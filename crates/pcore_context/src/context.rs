//! Per-execution context: the bundle of identifiers, limits, and
//! cancellation plumbing handed to a runtime facade and, ultimately, a
//! handler.
//!
//! Built once by [`ExecutionContextBuilder`] and never mutated again —
//! the "deep freeze" the design calls for is simply that every field
//! here is either `Copy`, an immutable `String`/`PathBuf`, or an `Arc`
//! over something that is itself only ever appended-to through its own
//! interior-mutability discipline (the operation tracker, the
//! cancellation flag).

use crate::chain_state::ChainState;
use crate::tracker::OperationTracker;
use pcore_errors::{ErrorCode, ErrorEnvelope};
use pcore_ids::{PluginId, RequestId, SpanId, TraceId};
use std::path::PathBuf;
use std::sync::atomic::{AtomicBool, Ordering};
use std::sync::Arc;
use std::time::{Duration, Instant};

/// Cooperative cancellation flag shared between the dispatcher, the
/// pool's deadline timer, and the handler's own polling.
#[derive(Debug, Clone, Default)]
pub struct CancellationSignal {
    cancelled: Arc<AtomicBool>,
}

impl CancellationSignal {
    pub fn new() -> Self {
        Self { cancelled: Arc::new(AtomicBool::new(false)) }
    }

    pub fn cancel(&self) {
        self.cancelled.store(true, Ordering::SeqCst);
    }

    pub fn is_cancelled(&self) -> bool {
        self.cancelled.load(Ordering::SeqCst)
    }
}

/// The minimum protocol version this build of the context builder
/// understands. Bumped whenever a field is added that older workers
/// can't interpret.
pub const CONTEXT_PROTOCOL_VERSION: u32 = 1;

pub struct ExecutionContext {
    pub request_id: RequestId,
    pub plugin_id: PluginId,
    pub plugin_version: String,
    pub trace_id: TraceId,
    pub span_id: SpanId,
    pub parent_span_id: Option<SpanId>,
    pub workdir: PathBuf,
    pub outdir: Option<PathBuf>,
    pub plugin_root: String,
    pub chain_state: ChainState,
    pub operations: Arc<OperationTracker>,
    pub signal: CancellationSignal,
    deadline: Instant,
}

impl ExecutionContext {
    /// `remainingMs (closure)`: milliseconds left until the deadline,
    /// saturating at zero rather than going negative once it's passed.
    pub fn remaining_ms(&self) -> u64 {
        self.deadline.saturating_duration_since(Instant::now()).as_millis() as u64
    }

    pub fn is_past_deadline(&self) -> bool {
        Instant::now() >= self.deadline
    }
}

pub struct ExecutionContextBuilder {
    request_id: Option<RequestId>,
    plugin_id: Option<PluginId>,
    plugin_version: Option<String>,
    trace_id: Option<TraceId>,
    span_id: Option<SpanId>,
    parent_span_id: Option<SpanId>,
    workdir: Option<PathBuf>,
    outdir: Option<PathBuf>,
    plugin_root: Option<String>,
    chain_state: Option<ChainState>,
    timeout_ms: Option<u64>,
    protocol_version: u32,
}

impl Default for ExecutionContextBuilder {
    fn default() -> Self {
        Self::new()
    }
}

impl ExecutionContextBuilder {
    pub fn new() -> Self {
        Self {
            request_id: None,
            plugin_id: None,
            plugin_version: None,
            trace_id: None,
            span_id: None,
            parent_span_id: None,
            workdir: None,
            outdir: None,
            plugin_root: None,
            chain_state: None,
            timeout_ms: None,
            protocol_version: CONTEXT_PROTOCOL_VERSION,
        }
    }

    pub fn request_id(mut self, v: RequestId) -> Self {
        self.request_id = Some(v);
        self
    }
    pub fn plugin_id(mut self, v: PluginId) -> Self {
        self.plugin_id = Some(v);
        self
    }
    pub fn plugin_version(mut self, v: impl Into<String>) -> Self {
        self.plugin_version = Some(v.into());
        self
    }
    pub fn trace_id(mut self, v: TraceId) -> Self {
        self.trace_id = Some(v);
        self
    }
    pub fn span_id(mut self, v: SpanId) -> Self {
        self.span_id = Some(v);
        self
    }
    pub fn parent_span_id(mut self, v: Option<SpanId>) -> Self {
        self.parent_span_id = v;
        self
    }
    pub fn workdir(mut self, v: PathBuf) -> Self {
        self.workdir = Some(v);
        self
    }
    pub fn outdir(mut self, v: Option<PathBuf>) -> Self {
        self.outdir = v;
        self
    }
    pub fn plugin_root(mut self, v: impl Into<String>) -> Self {
        self.plugin_root = Some(v.into());
        self
    }
    pub fn chain_state(mut self, v: ChainState) -> Self {
        self.chain_state = Some(v);
        self
    }
    pub fn timeout_ms(mut self, v: u64) -> Self {
        self.timeout_ms = Some(v);
        self
    }
    /// Only used by tests exercising version rejection.
    pub fn protocol_version(mut self, v: u32) -> Self {
        self.protocol_version = v;
        self
    }

    /// Build the frozen context, or a `VersionMismatch`/`Internal`
    /// envelope describing what was missing.
    pub fn build(self) -> Result<(ExecutionContext, CancellationSignal), ErrorEnvelope> {
        if self.protocol_version > CONTEXT_PROTOCOL_VERSION {
            return Err(ErrorEnvelope::builder(
                ErrorCode::Internal,
                format!(
                    "unsupported context protocol version {} (this build understands up to {})",
                    self.protocol_version, CONTEXT_PROTOCOL_VERSION
                ),
            )
            .build());
        }

        let plugin_root = self.plugin_root.unwrap_or_default();
        if plugin_root.is_empty() {
            return Err(ErrorEnvelope::builder(
                ErrorCode::Internal,
                "execution context requires a non-empty pluginRoot",
            )
            .fix("set ExecutionRequest.plugin_root before dispatching")
            .build());
        }

        let request_id = self.request_id.unwrap_or_else(RequestId::new);
        let signal = CancellationSignal::new();
        let deadline = Instant::now() + Duration::from_millis(self.timeout_ms.unwrap_or(30_000));

        let context = ExecutionContext {
            request_id,
            plugin_id: self.plugin_id.unwrap_or_else(|| PluginId::from("")),
            plugin_version: self.plugin_version.unwrap_or_default(),
            trace_id: self.trace_id.unwrap_or_else(TraceId::new),
            span_id: self.span_id.unwrap_or_else(SpanId::new),
            parent_span_id: self.parent_span_id,
            workdir: self.workdir.unwrap_or_else(|| PathBuf::from(&plugin_root)),
            outdir: self.outdir,
            plugin_root,
            chain_state: self.chain_state.unwrap_or_else(|| ChainState::root(Default::default())),
            operations: Arc::new(OperationTracker::new()),
            signal: signal.clone(),
            deadline,
        };

        Ok((context, signal))
    }
}

#[cfg(test)]
mod tests {
    use super::*;

    #[test]
    fn build_rejects_empty_plugin_root() {
        let err = ExecutionContextBuilder::new()
            .plugin_id(PluginId::from("acme/formatter"))
            .build()
            .unwrap_err();
        assert_eq!(err.code, ErrorCode::Internal);
    }

    #[test]
    fn build_rejects_future_protocol_version() {
        let err = ExecutionContextBuilder::new()
            .plugin_root("/plugins/formatter")
            .protocol_version(CONTEXT_PROTOCOL_VERSION + 1)
            .build()
            .unwrap_err();
        assert_eq!(err.code, ErrorCode::Internal);
    }

    #[test]
    fn build_succeeds_with_plugin_root() {
        let (ctx, signal) = ExecutionContextBuilder::new()
            .plugin_root("/plugins/formatter")
            .plugin_id(PluginId::from("acme/formatter"))
            .timeout_ms(5_000)
            .build()
            .unwrap();
        assert_eq!(ctx.plugin_root, "/plugins/formatter");
        assert!(ctx.remaining_ms() <= 5_000);
        assert!(!signal.is_cancelled());
        signal.cancel();
        assert!(ctx.signal.is_cancelled());
    }

    #[test]
    fn remaining_ms_saturates_at_zero_past_deadline() {
        let (ctx, _signal) = ExecutionContextBuilder::new()
            .plugin_root("/plugins/formatter")
            .timeout_ms(0)
            .build()
            .unwrap();
        std::thread::sleep(Duration::from_millis(5));
        assert_eq!(ctx.remaining_ms(), 0);
        assert!(ctx.is_past_deadline());
    }
}
#[cfg(test)]
mod tests {
    use super::*;
    use std::sync::atomic::AtomicUsize;

    fn permissive_permissions() -> EventsPermission {
        EventsPermission {
            produce: vec!["plugin.*".into()],
            consume: vec!["plugin.*".into()],
            scopes: vec![EventScope::Local, EventScope::Plugin],
        }
    }

    #[tokio::test]
    async fn listener_receives_emitted_event() {
        let bus = EventBus::new(EventBusConfig::default(), permissive_permissions());
        let received = Arc::new(AtomicUsize::new(0));
        let received_clone = Arc::clone(&received);
        let handler: HandlerFn = Arc::new(move |_env| {
            let received = Arc::clone(&received_clone);
            Box::pin(async move {
                received.fetch_add(1, Ordering::SeqCst);
            })
        });
        bus.on("plugin.formatter.done", handler, OnOptions::default()).unwrap();
        bus.emit("plugin.formatter.done", serde_json::json!({"ok": true}), EmitOptions::default()).unwrap();
        tokio::time::sleep(Duration::from_millis(20)).await;
        assert_eq!(received.load(Ordering::SeqCst), 1);
    }

    #[tokio::test]
    async fn duplicate_idempotency_key_is_dropped() {
        let bus = EventBus::new(EventBusConfig::default(), permissive_permissions());
        let opts = EmitOptions { idempotency_key: Some("k1".into()), ..Default::default() };
        let first = bus.emit("plugin.a", serde_json::json!({}), opts.clone()).unwrap();
        let second = bus.emit("plugin.a", serde_json::json!({}), opts).unwrap();
        assert!(first.is_some());
        assert!(second.is_none());
    }

    #[tokio::test]
    async fn payload_too_large_is_rejected() {
        let mut config = EventBusConfig::default();
        config.max_payload_bytes = 4;
        let bus = EventBus::new(config, permissive_permissions());
        let err = bus.emit("plugin.a", serde_json::json!({"x": "too big"}), EmitOptions::default()).unwrap_err();
        assert!(matches!(err, EventBusError::PayloadTooLarge { .. }));
    }

    #[tokio::test]
    async fn unpermitted_topic_denied() {
        let perm = EventsPermission { produce: vec!["plugin.only".into()], consume: vec![], scopes: vec![EventScope::Local] };
        let bus = EventBus::new(EventBusConfig::default(), perm);
        let err = bus.emit("plugin.other", serde_json::json!({}), EmitOptions::default()).unwrap_err();
        assert!(matches!(err, EventBusError::PermissionDenied(_)));
    }

    #[tokio::test]
    async fn wait_for_resolves_on_matching_emit() {
        let bus = EventBus::new(EventBusConfig::default(), permissive_permissions());
        let bus_clone = bus.clone();
        let waiter = tokio::spawn(async move {
            bus_clone
                .wait_for("plugin.ready", Arc::new(|_e| true), EventScope::Local, 1000)
                .await
        });
        tokio::time::sleep(Duration::from_millis(10)).await;
        bus.emit("plugin.ready", serde_json::json!({"go": true}), EmitOptions::default()).unwrap();
        let result = waiter.await.unwrap().unwrap();
        assert_eq!(result.topic, "plugin.ready");
    }

    #[tokio::test]
    async fn wait_for_times_out_without_emit() {
        let bus = EventBus::new(EventBusConfig::default(), permissive_permissions());
        let result = bus.wait_for("plugin.never", Arc::new(|_e| true), EventScope::Local, 50).await;
        assert!(matches!(result, Err(EventBusError::Timeout(_))));
    }

    #[tokio::test]
    async fn once_unsubscribes_after_first_invocation() {
        let bus = EventBus::new(EventBusConfig::default(), permissive_permissions());
        let count = Arc::new(AtomicUsize::new(0));
        let count_clone = Arc::clone(&count);
        let handler: HandlerFn = Arc::new(move |_env| {
            let count = Arc::clone(&count_clone);
            Box::pin(async move {
                count.fetch_add(1, Ordering::SeqCst);
            })
        });
        bus.once("plugin.once", handler, OnOptions::default()).unwrap();
        bus.emit("plugin.once", serde_json::json!({}), EmitOptions::default()).unwrap();
        bus.emit("plugin.once", serde_json::json!({}), EmitOptions::default()).unwrap();
        tokio::time::sleep(Duration::from_millis(20)).await;
        assert_eq!(count.load(Ordering::SeqCst), 1);
    }

    #[tokio::test]
    async fn listener_observes_emit_order_even_when_first_handler_is_slow() {
        let bus = EventBus::new(EventBusConfig::default(), permissive_permissions());
        let order = Arc::new(parking_lot::Mutex::new(Vec::new()));
        let order_clone = Arc::clone(&order);
        let handler: HandlerFn = Arc::new(move |env| {
            let order = Arc::clone(&order_clone);
            Box::pin(async move {
                let n = env.payload["n"].as_u64().unwrap();
                if n == 1 {
                    // The first event's handler is deliberately slow; if
                    // delivery spawned a task per event this could let
                    // event 2's handler finish first.
                    tokio::time::sleep(Duration::from_millis(30)).await;
                }
                order.lock().push(n);
            })
        });
        bus.on("plugin.ordering", handler, OnOptions::default()).unwrap();
        bus.emit("plugin.ordering", serde_json::json!({"n": 1}), EmitOptions::default()).unwrap();
        bus.emit("plugin.ordering", serde_json::json!({"n": 2}), EmitOptions::default()).unwrap();
        tokio::time::sleep(Duration::from_millis(80)).await;
        assert_eq!(*order.lock(), vec![1, 2]);
    }

    #[tokio::test]
    async fn queue_saturation_drops_new_event_without_delivery() {
        let config = EventBusConfig { max_queue_size: 1, drop_policy: DropPolicy::DropNew, ..EventBusConfig::default() };
        let bus = EventBus::new(config, permissive_permissions());
        let received = Arc::new(AtomicUsize::new(0));
        let received_clone = Arc::clone(&received);
        let handler: HandlerFn = Arc::new(move |_env| {
            let received = Arc::clone(&received_clone);
            Box::pin(async move {
                received.fetch_add(1, Ordering::SeqCst);
            })
        });
        bus.on("plugin.a", handler, OnOptions::default()).unwrap();

        // No `.await` between these two emits: on the current-thread
        // test runtime, the background dispatch task can't run in
        // between, so the second emit finds the size-1 queue still
        // holding the first envelope and is dropped per `DropNew`
        // instead of ever reaching the listener.
        bus.emit("plugin.a", serde_json::json!({"n": 1}), EmitOptions::default()).unwrap();
        bus.emit("plugin.a", serde_json::json!({"n": 2}), EmitOptions::default()).unwrap();

        tokio::time::sleep(Duration::from_millis(20)).await;
        assert_eq!(received.load(Ordering::SeqCst), 1);
    }

    #[tokio::test]
    async fn queue_saturation_drop_oldest_replaces_pending_envelope() {
        let config = EventBusConfig { max_queue_size: 1, drop_policy: DropPolicy::DropOldest, ..EventBusConfig::default() };
        let bus = EventBus::new(config, permissive_permissions());
        let seen = Arc::new(parking_lot::Mutex::new(Vec::new()));
        let seen_clone = Arc::clone(&seen);
        let handler: HandlerFn = Arc::new(move |env| {
            let seen = Arc::clone(&seen_clone);
            Box::pin(async move {
                seen.lock().push(env.payload["n"].as_u64().unwrap());
            })
        });
        bus.on("plugin.a", handler, OnOptions::default()).unwrap();

        // Same race-free setup as the drop-new test above, but here the
        // still-queued first envelope is evicted in favour of the
        // second rather than the second being discarded.
        bus.emit("plugin.a", serde_json::json!({"n": 1}), EmitOptions::default()).unwrap();
        bus.emit("plugin.a", serde_json::json!({"n": 2}), EmitOptions::default()).unwrap();

        tokio::time::sleep(Duration::from_millis(20)).await;
        assert_eq!(*seen.lock(), vec![2]);
    }

    #[tokio::test]
    async fn shutdown_clears_listeners() {
        let bus = EventBus::new(
            EventBusConfig { shutdown_timeout_ms: 10, ..Default::default() },
            permissive_permissions(),
        );
        let handler: HandlerFn = Arc::new(|_env| Box::pin(async {}));
        bus.on("plugin.a", handler, OnOptions::default()).unwrap();
        bus.shutdown().await;
        let err = bus.emit("plugin.a", serde_json::json!({}), EmitOptions::default()).unwrap_err();
        assert!(matches!(err, EventBusError::ShuttingDown));
    }
}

EXERCISE = Starting at the line that has "let seen = Arc::clone(&seen_clone);" and ending at the line that has "bus.shutdown().await;", please write out the lines above exactly, leaving out all others.

RESULT =
            let seen = Arc::clone(&seen_clone);
            Box::pin(async move {
                seen.lock().push(env.payload["n"].as_u64().unwrap());
            })
        });
        bus.on("plugin.a", handler, OnOptions::default()).unwrap();

        // Same race-free setup as the drop-new test above, but here the
        // still-queued first envelope is evicted in favour of the
        // second rather than the second being discarded.
        bus.emit("plugin.a", serde_json::json!({"n": 1}), EmitOptions::default()).unwrap();
        bus.emit("plugin.a", serde_json::json!({"n": 2}), EmitOptions::default()).unwrap();

        tokio::time::sleep(Duration::from_millis(20)).await;
        assert_eq!(*seen.lock(), vec![2]);
    }

    #[tokio::test]
    async fn shutdown_clears_listeners() {
        let bus = EventBus::new(
            EventBusConfig { shutdown_timeout_ms: 10, ..Default::default() },
            permissive_permissions(),
        );
        let handler: HandlerFn = Arc::new(|_env| Box::pin(async {}));
        bus.on("plugin.a", handler, OnOptions::default()).unwrap();
        bus.shutdown().await;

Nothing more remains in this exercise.